Cuando yo nací, tenía un barcito en una esquina, a las afueras de
la ciudad. Lo metieron preso por agio y especulación. De ahí, más
gorila que nunca. Después tuvo algún carguito con la Libertadora.
La
Coca, para colmo, era peronista. Con apenas cuarto grado hecho en la
escuela rural de la estancia del Molezún, su padre fue cochero de
plaza. Evita era lo más grande, recordaba lo que la abanderada de
los humildes le había dado a ella y a su familia.
Poco
o nada se hablaba en casa de estos temas. Así, vengo de padre
gallina y gorila y de madre bostera y peronista, que, a pesar del
insondable abismo, siguieron teniendo hijos hasta la cuenta de seis y
cumplieron el mandato del hasta cuando la muerte nos separe.
A
mí no me quedó otra que ir viendo cómo, inexorables, crecían
pelos en mi cuerpo, diría mejor: canutos de gallina, contaminando la
piel y la palabra.
No
voy a caer en falsas antinomias. El cóctel social y deportivo
soporta las más benditas contradicciones. Basta con ver a Macri
presidente de Boca o al Mamita, mi compañero de futbol, fanático de
River, de derecha ultraliberal, borracho, desdentado, de piel
oscurísima, changarín.
Sos
buena o mala gente: las habas se cuecen en ollas de acero o de barro.
Menos
mal que mi viejo no perdió del todo su origen barrial y nos hizo
hinchas de Atenas. Sin eso, tal vez no hubiera soportado tamañas
desavenencias en la vida. Ah, no lo toqués a mi viejo, más bueno
que el pan.
Atrás
fue quedando la adolescencia. Ríver era lo más grande. Perón, un
dictador. La primera novia, el secundario concluido. Y, en Córdoba,
el viento del 29 de Mayo de 1969 despeinó mis escasas ideas y fui
abrazando la primera propia, la de cambiar al mundo, idea arraigada
aún como la banda roja.
Vino
el después, la historia reciente de los argentinos, historia no
terminada de contar aún.
Post
dictadura, empezaron a inquietarme mis canutos gorilas. Y entendí,
de una sola vez, la miopía incorregible de nuestros teóricos de
izquierda.
En
el fútbol, estamos todos de acuerdo en que Diego es el mejor. Una
verdad tan contundente (además de haberle metido la mano a la
inmaculada Albión) no la puede ocultar ni la gallina más acérrima.

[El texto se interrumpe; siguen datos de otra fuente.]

//! Degree type and utilities for Fibonacci heap nodes.
//!
//! # Why u8?
//!
//! The degree of a node is the number of its direct children. Without
//! decrease-key, every tree in the heap is built only by linking two roots of
//! equal degree, so a root of degree `k` always holds exactly `2^k` nodes.
//! Degrees are therefore bounded by `log₂(n)`, and `u8` covers heaps far
//! larger than addressable memory.
//!
//! # Degree table capacity
//!
//! Consolidation allocates one slot per possible degree. With `n` nodes the
//! largest reachable degree is `floor(log₂ n)`, so the table needs
//! `floor(log₂ n) + 1` slots; see [`degree_table_capacity`].

/// Type alias for node degree.
///
/// Using `u8` saves 7 bytes per node compared to `usize` on 64-bit systems.
pub type Degree = u8;

/// Maximum representable degree.
pub const MAX_DEGREE: Degree = u8::MAX;

/// Adds one child to a degree, panicking if `u8` would wrap.
///
/// # Panics
///
/// Panics if `degree == MAX_DEGREE`. Linking only ever joins two trees of
/// equal degree, so reaching degree 255 takes 2^255 live nodes.
///
/// # Example
///
/// ```rust
/// use rust_fibonacci_heap::rank::checked_increment;
///
/// assert_eq!(checked_increment(5), 6);
/// ```
#[inline]
pub fn checked_increment(degree: Degree) -> Degree {
    degree
        .checked_add(1)
        .expect("node degree wrapped past u8::MAX; the child lists are corrupt")
}

/// Number of slots in the consolidation degree table for `n` nodes.
///
/// Returns `floor(log₂ n) + 1`, and `1` for `n == 0` so the table is never
/// empty.
///
/// # Example
///
/// ```rust
/// use rust_fibonacci_heap::rank::degree_table_capacity;
///
/// assert_eq!(degree_table_capacity(1), 1);
/// assert_eq!(degree_table_capacity(8), 4);
/// assert_eq!(degree_table_capacity(9), 4);
/// ```
#[inline]
pub fn degree_table_capacity(n: usize) -> usize {
    match n.checked_ilog2() {
        Some(log) => log as usize + 1,
        None => 1,
    }
}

Ahí el Diego es dios, es lo más grande que hay.
Con
la pelota en los pies —dicen condescendientes los anti patria y
anti pueblo—no hay con qué darle.
—Pero
mejor que no hable— agregan sentenciosos.
¿Y
de qué habla el Diego cuando habla?
Habla
de la mafia de la FIFA, de los negociados de la AFA, se pone la
camiseta defensora de los jugadores, y se carga al hombro a los
napolitanos pobres sojuzgados por el norte poderoso. Y se tatúa el
Che, se hace amigo de Fidel y acompaña a Chávez para hundir al
ALCA: cuestiona al poder. Y, por amor, es capaz de salir del infierno
y arriesgar su idolatría popular para intentar la hazaña que lo
coloque definitivamente en el altar de los argentinos. Como lo ha
nombrado Galeano: “Diego es
un dios sucio, que se nos parece, es el más humano de los dioses.”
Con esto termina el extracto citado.